Over the course of the last 18 months, our supporters and our demographic have changed even more. As we have talked about the fact that 99.9% of the people I’ve met haven’t changed their sexual orientation, they’re still tempted or they still experience same-sex attractions and therefore, promising someone that they can go from gay to straight is not something we do and not something we believe.

We still have conservative people who, like me, hold to a conservative theological view of sexual expression. And yet at the same time, the reality is we have gay and lesbian loved ones and we have gay and lesbian friends and there are gay and lesbian people who go to our church and we don’t feel they should be treated any differently than anyone else is treated.

Do you think being gay is a choice?
No. I’ve never thought it was a choice. I didn’t choose this. Never have I thought it was a choice. You decide how you are going to live your life based on the reality that you have. My reality is such that I have same-sex attractions. What I have become very willing to admit is that this is who I am. This is my story. This is very much a part of my life. It is what it is. What are you going to do about it?

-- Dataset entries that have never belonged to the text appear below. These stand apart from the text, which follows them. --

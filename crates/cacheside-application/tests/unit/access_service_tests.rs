//! Cache-aside behaviour of `EntityAccessService`

use std::sync::Arc;
use std::time::Duration;

use cacheside_application::{AccessPolicy, RetryPolicy, StoreCallCounts};
use cacheside_domain::error::Error;
use cacheside_domain::ports::providers::cache::{CacheEntryConfig, CacheProvider};
use cacheside_domain::{CacheKey, UpdateUserDto, User};
use cacheside_providers::cache::MokaCacheProvider;

use crate::support::{
    BrokenLocks, BrokenRepository, CacheCall, FailingCache, Harness, HeldLocks, RecordingCache,
    UserRepo, UserService, counting_store, create_dto, fast_policy,
};

fn user_key(id: &str) -> String {
    CacheKey::for_entity::<User>(id).as_str().to_string()
}

fn lock_key(id: &str) -> String {
    CacheKey::for_entity::<User>(id).lock_key()
}

// ============================================================================
// Read path
// ============================================================================

#[tokio::test]
async fn test_read_after_create_returns_created_entity() {
    let h = Harness::new(Duration::ZERO, fast_policy());

    let created = h.service.create(create_dto("u1")).await.unwrap();
    let found = h.service.find_one(&created.id).await.unwrap();

    assert_eq!(found, created);
}

#[tokio::test]
async fn test_create_does_not_populate_cache() {
    let h = Harness::new(Duration::ZERO, fast_policy());

    let created = h.service.create(create_dto("u1")).await.unwrap();

    assert!(!h.cache.exists(&user_key(&created.id)).await.unwrap());
}

#[tokio::test]
async fn test_second_read_is_served_from_cache() {
    let h = Harness::new(Duration::ZERO, fast_policy());
    let created = h.service.create(create_dto("u1")).await.unwrap();

    h.service.find_one(&created.id).await.unwrap();
    h.service.find_one(&created.id).await.unwrap();

    assert_eq!(h.store.counts().loads, 1);
}

#[tokio::test]
async fn test_single_cold_read_takes_and_frees_lock() {
    let cache = Arc::new(RecordingCache::default());
    let h = Harness::with_cache(Duration::ZERO, AccessPolicy::default(), cache.clone());
    let created = h.service.create(create_dto("u1")).await.unwrap();

    let found = h.service.find_one(&created.id).await.unwrap();

    assert_eq!(found, created);
    assert_eq!(
        cache.calls(),
        vec![
            CacheCall::Get(user_key(&created.id)),
            CacheCall::SetIfAbsent {
                key: lock_key(&created.id),
                ttl: Duration::from_secs(10),
            },
            CacheCall::Get(user_key(&created.id)),
            CacheCall::Set {
                key: user_key(&created.id),
                ttl: Duration::from_secs(3600),
            },
            CacheCall::DeleteIfEquals(lock_key(&created.id)),
        ]
    );
    assert!(!cache.exists(&lock_key(&created.id)).await.unwrap());
    assert_eq!(h.store.counts().loads, 1);
}

#[tokio::test(flavor = "multi_thread", worker_threads = 4)]
async fn test_two_concurrent_cold_reads_load_once() {
    let h = Harness::new(Duration::from_millis(100), fast_policy());
    let created = h.service.create(create_dto("u1")).await.unwrap();

    let (a, b) = tokio::join!(
        h.service.find_one(&created.id),
        h.service.find_one(&created.id)
    );

    assert_eq!(a.unwrap(), created);
    assert_eq!(b.unwrap(), created);
    assert_eq!(h.store.counts().loads, 1);
}

#[tokio::test(flavor = "multi_thread", worker_threads = 4)]
async fn test_stampede_of_cold_reads_loads_once() {
    let h = Harness::new(Duration::from_millis(100), AccessPolicy::default());
    let created = h.service.create(create_dto("u1")).await.unwrap();

    let tasks: Vec<_> = (0..32)
        .map(|_| {
            let service = h.service.clone();
            let id = created.id.clone();
            tokio::spawn(async move { service.find_one(&id).await })
        })
        .collect();

    for task in tasks {
        assert_eq!(task.await.unwrap().unwrap(), created);
    }
    assert_eq!(
        h.store.counts(),
        StoreCallCounts {
            creates: 1,
            loads: 1,
            updates: 0
        }
    );
}

#[tokio::test]
async fn test_missing_entity_is_not_found_and_frees_lock() {
    let h = Harness::new(Duration::ZERO, fast_policy());
    let id = "ffffffffffffffffffffffff";

    let err = h.service.find_one(id).await.unwrap_err();

    assert!(matches!(err, Error::NotFound { .. }), "{err:?}");
    assert_eq!(err.status_code(), 404);
    assert!(!h.cache.exists(&lock_key(id)).await.unwrap());
    assert!(!h.cache.exists(&user_key(id)).await.unwrap());
}

#[tokio::test]
async fn test_empty_and_malformed_ids_are_invalid() {
    let h = Harness::new(Duration::ZERO, fast_policy());

    let empty = h.service.find_one("").await.unwrap_err();
    let malformed = h.service.find_one("not-a-hex-id").await.unwrap_err();

    assert!(matches!(empty, Error::InvalidArgument { .. }), "{empty:?}");
    assert!(matches!(malformed, Error::InvalidArgument { .. }), "{malformed:?}");
    assert_eq!(h.store.counts().loads, 1);
}

// ============================================================================
// Bounded retry
// ============================================================================

#[tokio::test(start_paused = true)]
async fn test_held_lock_gives_up_after_attempt_cap() {
    let policy = AccessPolicy {
        retry: RetryPolicy::fixed(Duration::from_millis(10), 5),
        ..AccessPolicy::default()
    };
    let store = counting_store(Duration::ZERO);
    let repo: Arc<UserRepo> = store.clone();
    let service = UserService::new(
        repo,
        Arc::new(MokaCacheProvider::new()),
        Arc::new(HeldLocks),
        policy,
    );

    let err = service.find_one("65a1f0c2e4b0a1b2c3d4e5f6").await.unwrap_err();

    match err {
        Error::LockContention {
            ref key,
            attempts,
            waited_ms,
        } => {
            assert_eq!(key, "user:65a1f0c2e4b0a1b2c3d4e5f6:lock");
            assert_eq!(attempts, 5);
            assert!(waited_ms <= 50, "waited {waited_ms}ms");
        }
        other => panic!("expected LockContention, got {other:?}"),
    }
    assert_eq!(err.status_code(), 503);
    assert_eq!(store.counts().loads, 0);
}

#[tokio::test(start_paused = true)]
async fn test_held_lock_gives_up_at_wait_deadline() {
    let policy = AccessPolicy {
        retry: RetryPolicy {
            max_attempts: 100,
            base_delay: Duration::from_millis(10),
            max_delay: Duration::from_millis(10),
            multiplier: 1.0,
            jitter: Duration::ZERO,
            max_wait: Duration::from_millis(35),
        },
        ..AccessPolicy::default()
    };
    let store = counting_store(Duration::ZERO);
    let repo: Arc<UserRepo> = store.clone();
    let service = UserService::new(
        repo,
        Arc::new(MokaCacheProvider::new()),
        Arc::new(HeldLocks),
        policy,
    );

    let started = tokio::time::Instant::now();
    let err = service.find_one("65a1f0c2e4b0a1b2c3d4e5f6").await.unwrap_err();

    assert!(matches!(err, Error::LockContention { attempts: 5, .. }), "{err:?}");
    assert!(started.elapsed() < Duration::from_millis(50));
}

// ============================================================================
// Write path
// ============================================================================

#[tokio::test]
async fn test_update_removes_cache_entry_and_next_read_sees_it() {
    let h = Harness::new(Duration::ZERO, fast_policy());
    let created = h.service.create(create_dto("u1")).await.unwrap();
    h.service.find_one(&created.id).await.unwrap();
    assert!(h.cache.exists(&user_key(&created.id)).await.unwrap());

    let updated = h
        .service
        .update(&created.id, UpdateUserDto::email("new@example.com"))
        .await
        .unwrap();

    assert_eq!(updated.email, "new@example.com");
    assert!(!h.cache.exists(&user_key(&created.id)).await.unwrap());

    let reread = h.service.find_one(&created.id).await.unwrap();
    assert_eq!(reread, updated);
    assert_eq!(h.store.counts().loads, 2);
}

#[tokio::test]
async fn test_update_over_stale_entry_then_read() {
    let h = Harness::new(Duration::ZERO, fast_policy());
    let created = h.service.create(create_dto("u1")).await.unwrap();

    let mut stale = created.clone();
    stale.email = "stale@example.com".to_string();
    h.cache
        .set_json(
            &user_key(&created.id),
            &serde_json::to_string(&stale).unwrap(),
            CacheEntryConfig::new(),
        )
        .await
        .unwrap();

    h.service
        .update(&created.id, UpdateUserDto::email("fresh@example.com"))
        .await
        .unwrap();
    let found = h.service.find_one(&created.id).await.unwrap();

    assert_eq!(found.email, "fresh@example.com");
    assert_eq!(h.store.counts().loads, 1);
}

#[tokio::test]
async fn test_update_of_missing_entity_is_not_found() {
    let h = Harness::new(Duration::ZERO, fast_policy());

    let err = h
        .service
        .update("ffffffffffffffffffffffff", UpdateUserDto::email("x@example.com"))
        .await
        .unwrap_err();

    assert!(matches!(err, Error::NotFound { .. }), "{err:?}");
}

#[tokio::test]
async fn test_update_invalidates_even_when_store_fails() {
    let cache: Arc<dyn CacheProvider> = Arc::new(MokaCacheProvider::new());
    let id = "65a1f0c2e4b0a1b2c3d4e5f6";
    cache
        .set_json(&user_key(id), "{}", CacheEntryConfig::new())
        .await
        .unwrap();
    let service = UserService::with_cache_locks(
        Arc::new(BrokenRepository {
            panic_on_load: false,
        }),
        Arc::clone(&cache),
        fast_policy(),
    );

    let err = service
        .update(id, UpdateUserDto::email("x@example.com"))
        .await
        .unwrap_err();

    assert!(matches!(err, Error::Internal { .. }), "{err:?}");
    assert!(!cache.exists(&user_key(id)).await.unwrap());
}

#[tokio::test]
async fn test_invalidate_drops_entry() {
    let h = Harness::new(Duration::ZERO, fast_policy());
    let created = h.service.create(create_dto("u1")).await.unwrap();
    h.service.find_one(&created.id).await.unwrap();

    assert!(h.service.invalidate(&created.id).await);
    assert!(!h.service.invalidate(&created.id).await);
}

// ============================================================================
// Failure handling
// ============================================================================

#[tokio::test]
async fn test_cache_outage_falls_back_to_store() {
    let h = Harness::with_cache(Duration::ZERO, fast_policy(), Arc::new(FailingCache));
    let created = h.service.create(create_dto("u1")).await.unwrap();

    let first = h.service.find_one(&created.id).await.unwrap();
    let second = h.service.find_one(&created.id).await.unwrap();
    let updated = h
        .service
        .update(&created.id, UpdateUserDto::email("new@example.com"))
        .await
        .unwrap();

    assert_eq!(first, created);
    assert_eq!(second, created);
    assert_eq!(updated.email, "new@example.com");
    assert_eq!(h.store.counts().loads, 2);
}

#[tokio::test]
async fn test_lock_outage_loads_without_lock() {
    let cache: Arc<dyn CacheProvider> = Arc::new(MokaCacheProvider::new());
    let store = counting_store(Duration::ZERO);
    let repo: Arc<UserRepo> = store.clone();
    let service = UserService::new(repo, Arc::clone(&cache), Arc::new(BrokenLocks), fast_policy());
    let created = service.create(create_dto("u1")).await.unwrap();

    let found = service.find_one(&created.id).await.unwrap();

    assert_eq!(found, created);
    assert!(cache.exists(&user_key(&created.id)).await.unwrap());
}

#[tokio::test]
async fn test_store_failure_is_wrapped_as_internal() {
    let service = UserService::with_cache_locks(
        Arc::new(BrokenRepository {
            panic_on_load: false,
        }),
        Arc::new(MokaCacheProvider::new()),
        fast_policy(),
    );
    let id = "65a1f0c2e4b0a1b2c3d4e5f6";

    let err = service.find_one(id).await.unwrap_err();

    match &err {
        Error::Internal { message, source } => {
            assert!(message.contains("find_one failed for user:"), "{message}");
            assert!(source.is_some());
        }
        other => panic!("expected Internal, got {other:?}"),
    }
    assert_eq!(err.status_code(), 500);

    let create_err = service.create(create_dto("u1")).await.unwrap_err();
    assert!(matches!(create_err, Error::Internal { .. }));
}

#[tokio::test(flavor = "multi_thread", worker_threads = 2)]
async fn test_panicking_load_still_frees_lock() {
    let cache: Arc<dyn CacheProvider> = Arc::new(MokaCacheProvider::new());
    let service = UserService::with_cache_locks(
        Arc::new(BrokenRepository {
            panic_on_load: true,
        }),
        Arc::clone(&cache),
        fast_policy(),
    );
    let id = "65a1f0c2e4b0a1b2c3d4e5f6";

    let task = {
        let service = service.clone();
        tokio::spawn(async move { service.find_one(id).await })
    };
    let joined = task.await;

    assert!(joined.unwrap_err().is_panic());
    assert!(!cache.exists(&lock_key(id)).await.unwrap());
}

#[tokio::test]
async fn test_cancelled_read_frees_lock_for_next_reader() {
    let h = Harness::new(Duration::from_millis(300), fast_policy());
    let created = h.service.create(create_dto("u1")).await.unwrap();

    let cancelled =
        tokio::time::timeout(Duration::from_millis(50), h.service.find_one(&created.id)).await;
    assert!(cancelled.is_err());

    // Background release runs on the runtime
    tokio::time::sleep(Duration::from_millis(50)).await;
    assert!(!h.cache.exists(&lock_key(&created.id)).await.unwrap());

    let found = h.service.find_one(&created.id).await.unwrap();
    assert_eq!(found, created);
}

I am married, happily so. My primary attraction and orientation is towards my wife and we have an amazing relationship in every sense of the word and in every way that a marriage should be. People steward their sexuality in different ways. Some people choose celibacy. Some people choose monogamous relationships. Some people choose what I’ve chosen. My story, I would say is rare, more rare than any of the other stories.

You have said Exodus saved your life. How did that happen?
As a conservative Christian kid, there was no other place to go and these people took me in. It was 1990. I was 19-years-old. I went and they didn’t look at me funny and they didn’t tell me that I had to do anything crazy. They just simply supported me in a way that I think the church should support people. Now, that’s not everybody’s experience.

How did you come from where you were heading up this ministry to actually come out and say, ‘I’m sorry?’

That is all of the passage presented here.